“Of course,” he said in a steel-barbed rasp, “with all your experience—I’ve heard of you, Queen—I suppose the condition of this man’s clothing and its possible significance is childishly clear. But to my infantile mind it seems rather remarkable that— he’s got all his clothes on backwards !”
“Backwards?” said Nye with a groan. “Oh, good Lord.”
“Didn’t you notice, Mr. Nye?” rumbled Brummer, scowling. “Damnedest thing I ever saw.”
“Please, gentlemen,” murmured Ellery. “Specifically, Doctor?”
“His coat is on as if he’d got into it the wrong way, as if somebody held it open facing him and he wriggled into the sleeves and then buttoned himself up the back.”
“Masterly! Although not necessarily an exclusive diagnosis. Go on, sir.”
Brummer said peevishly: “Why in hell should a man put his coat on backwards? It’s nuts.”
“A strong word, Brummer, but inept. ‘Improbable’ would be more to the point. Did you ever try to put your coat on backwards?”
“I don’t see—” began the detective belligerently.
“Apparently not. I should explain that the improbability lies not in the donning of the coat, but in the buttoning.”
“How d’ye figure that?”
“Do you think you could put your coat on backwards and button it up yourself, with the buttons studding the vertebrae along your spinal column? And the inverted, wrongly placed sleeves hampering the elevating possibilities of your arms?”
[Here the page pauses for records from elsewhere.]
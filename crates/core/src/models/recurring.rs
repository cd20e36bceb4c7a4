use chrono::{DateTime, Duration, Utc};
use serde::{Deserialize, Serialize};
use uuid::Uuid;

use super::transaction::Transaction;
use crate::util::dates::add_months_clamped;

/// How often a recurring transaction repeats.
#[derive(Debug, Clone, Copy, PartialEq, Eq, Hash, Serialize, Deserialize)]
pub enum RecurrenceType {
    /// A single scheduled occurrence.
    Never,
    Daily,
    Weekly,
    Monthly,
    Quarterly,
    Yearly,
    /// Every `period` days.
    AfterGivenDays,
}

impl std::fmt::Display for RecurrenceType {
    fn fmt(&self, f: &mut std::fmt::Formatter<'_>) -> std::fmt::Result {
        match self {
            RecurrenceType::Never => write!(f, "Never"),
            RecurrenceType::Daily => write!(f, "Daily"),
            RecurrenceType::Weekly => write!(f, "Weekly"),
            RecurrenceType::Monthly => write!(f, "Monthly"),
            RecurrenceType::Quarterly => write!(f, "Quarterly"),
            RecurrenceType::Yearly => write!(f, "Yearly"),
            RecurrenceType::AfterGivenDays => write!(f, "After given days"),
        }
    }
}

/// A user-defined transaction template plus its schedule.
///
/// `tx.date` always holds the next occurrence that has not run yet.
#[derive(Debug, Clone, PartialEq, Serialize, Deserialize)]
pub struct RecurringTransaction {
    pub id: Uuid,
    pub tx: Transaction,
    pub recurrence: RecurrenceType,
    /// Interval length for `AfterGivenDays`.
    #[serde(default = "default_period")]
    pub period: u32,
    /// Occurrences still to run; 0 means unlimited.
    #[serde(default)]
    pub transactions_left: u32,
    /// Execute without asking the user.
    #[serde(default)]
    pub auto_approve: bool,
    /// Halted after a failed execution.
    #[serde(default)]
    pub inactive: bool,
}

fn default_period() -> u32 {
    1
}

impl RecurringTransaction {
    pub fn new(tx: Transaction, recurrence: RecurrenceType) -> Self {
        Self {
            id: Uuid::new_v4(),
            tx,
            recurrence,
            period: 1,
            transactions_left: 0,
            auto_approve: false,
            inactive: false,
        }
    }

    pub fn with_period(mut self, period: u32) -> Self {
        self.period = period;
        self
    }

    pub fn with_transactions_left(mut self, left: u32) -> Self {
        self.transactions_left = left;
        self
    }

    pub fn auto_approved(mut self) -> Self {
        self.auto_approve = true;
        self
    }

    /// Date of the occurrence after `from`, or `None` for one-shot schedules.
    pub fn next_occurrence(&self, from: DateTime<Utc>) -> Option<DateTime<Utc>> {
        let step_months = |months: i32| {
            let date = add_months_clamped(from.date_naive(), months)?;
            Some(date.and_time(from.time()).and_utc())
        };
        match self.recurrence {
            RecurrenceType::Never => None,
            RecurrenceType::Daily => Some(from + Duration::days(1)),
            RecurrenceType::Weekly => Some(from + Duration::weeks(1)),
            RecurrenceType::Monthly => step_months(1),
            RecurrenceType::Quarterly => step_months(3),
            RecurrenceType::Yearly => step_months(12),
            RecurrenceType::AfterGivenDays => {
                Some(from + Duration::days(i64::from(self.period.max(1))))
            }
        }
    }

    /// The occurrence in `tx.date` is the last one.
    pub fn is_last_occurrence(&self) -> bool {
        self.recurrence == RecurrenceType::Never || self.transactions_left == 1
    }

    /// Move the template to its next occurrence and count one down.
    /// Returns `false` when the schedule is exhausted.
    pub fn advance(&mut self) -> bool {
        if self.is_last_occurrence() {
            return false;
        }
        let Some(next) = self.next_occurrence(self.tx.date) else {
            return false;
        };
        self.tx.date = next;
        if self.transactions_left > 0 {
            self.transactions_left -= 1;
        }
        true
    }
}
use chrono::NaiveDate;
use serde::{Deserialize, Serialize};

use super::asset_type::AssetType;

/// Value and unrealized P/L of one broad asset type on a day.
#[derive(Debug, Clone, PartialEq, Serialize, Deserialize)]
pub struct TypeSnapshot {
    pub asset_type: AssetType,
    pub value: f64,
    pub profit_loss: f64,
}

/// Portfolio totals for one calendar day.
#[derive(Debug, Clone, PartialEq, Serialize, Deserialize)]
pub struct PortfolioHistoryEntry {
    pub date: NaiveDate,
    pub total_value: f64,
    pub total_profit_loss: f64,
    pub by_type: Vec<TypeSnapshot>,
}

/// Daily portfolio history, at most one entry per day.
///
/// Entries stay sorted by date so lookups and inserts are binary searches.
#[derive(Debug, Clone, Default, PartialEq, Serialize, Deserialize)]
pub struct PortfolioHistory {
    pub entries: Vec<PortfolioHistoryEntry>,
}

impl PortfolioHistory {
    pub fn new() -> Self {
        Self::default()
    }

    /// Insert an entry, replacing an existing one for the same day.
    pub fn record(&mut self, entry: PortfolioHistoryEntry) {
        match self.entries.binary_search_by_key(&entry.date, |e| e.date) {
            Ok(idx) => self.entries[idx] = entry,
            Err(idx) => self.entries.insert(idx, entry),
        }
    }

    pub fn get(&self, date: NaiveDate) -> Option<&PortfolioHistoryEntry> {
        self.entries
            .binary_search_by_key(&date, |e| e.date)
            .ok()
            .map(|idx| &self.entries[idx])
    }

    /// Entries within `[from, to]`.
    pub fn range(&self, from: NaiveDate, to: NaiveDate) -> &[PortfolioHistoryEntry] {
        let start = self
            .entries
            .binary_search_by_key(&from, |e| e.date)
            .unwrap_or_else(|pos| pos);
        let end = self
            .entries
            .binary_search_by_key(&to, |e| e.date)
            .map(|pos| pos + 1)
            .unwrap_or_else(|pos| pos);
        if start >= end {
            return &[];
        }
        &self.entries[start..end]
    }

    /// Latest entry on or before `date`.
    pub fn latest_on_or_before(&self, date: NaiveDate) -> Option<&PortfolioHistoryEntry> {
        let idx = match self.entries.binary_search_by_key(&date, |e| e.date) {
            Ok(idx) => idx,
            Err(0) => return None,
            Err(pos) => pos - 1,
        };
        self.entries.get(idx)
    }

    pub fn len(&self) -> usize {
        self.entries.len()
    }

    pub fn is_empty(&self) -> bool {
        self.entries.is_empty()
    }
}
“I got you. Sure I could.”
“Well, perhaps so,” sighed Ellery. “Proceed, Doctor. Pardon the aside.”
“You’ll have to excuse me,” said the doctor abruptly. “I merely wished to call your attention—”
“But I assure you, Doctor—”
“If the police want me,” continued the cold-eyed man with a faint emphasis on the third word, “I shall be in my office. Good evening!” And he stumped past Ellery out of the room.
“A clear case of the frustration psychosis,” said Ellery. “Fool!”
The door clicked behind the physician in a dismal silence. They regarded the corpse with varying expressions—Nye glassily, Brummer gloomily, and Ellery with a furious frown. The pervading impression of unreality persisted. Not only was the dead man’s coat on backwards, but his trousers were inverted and buttoned up behind as well. As were his white madras shirt and vest. His narrow stiff collar similarly was turned about, clamped with a shiny gold collar-button at the nape. His undergarments apparently exhibited the same baffling inversion. Of all his clothing only his shoes remained in the orthodox position.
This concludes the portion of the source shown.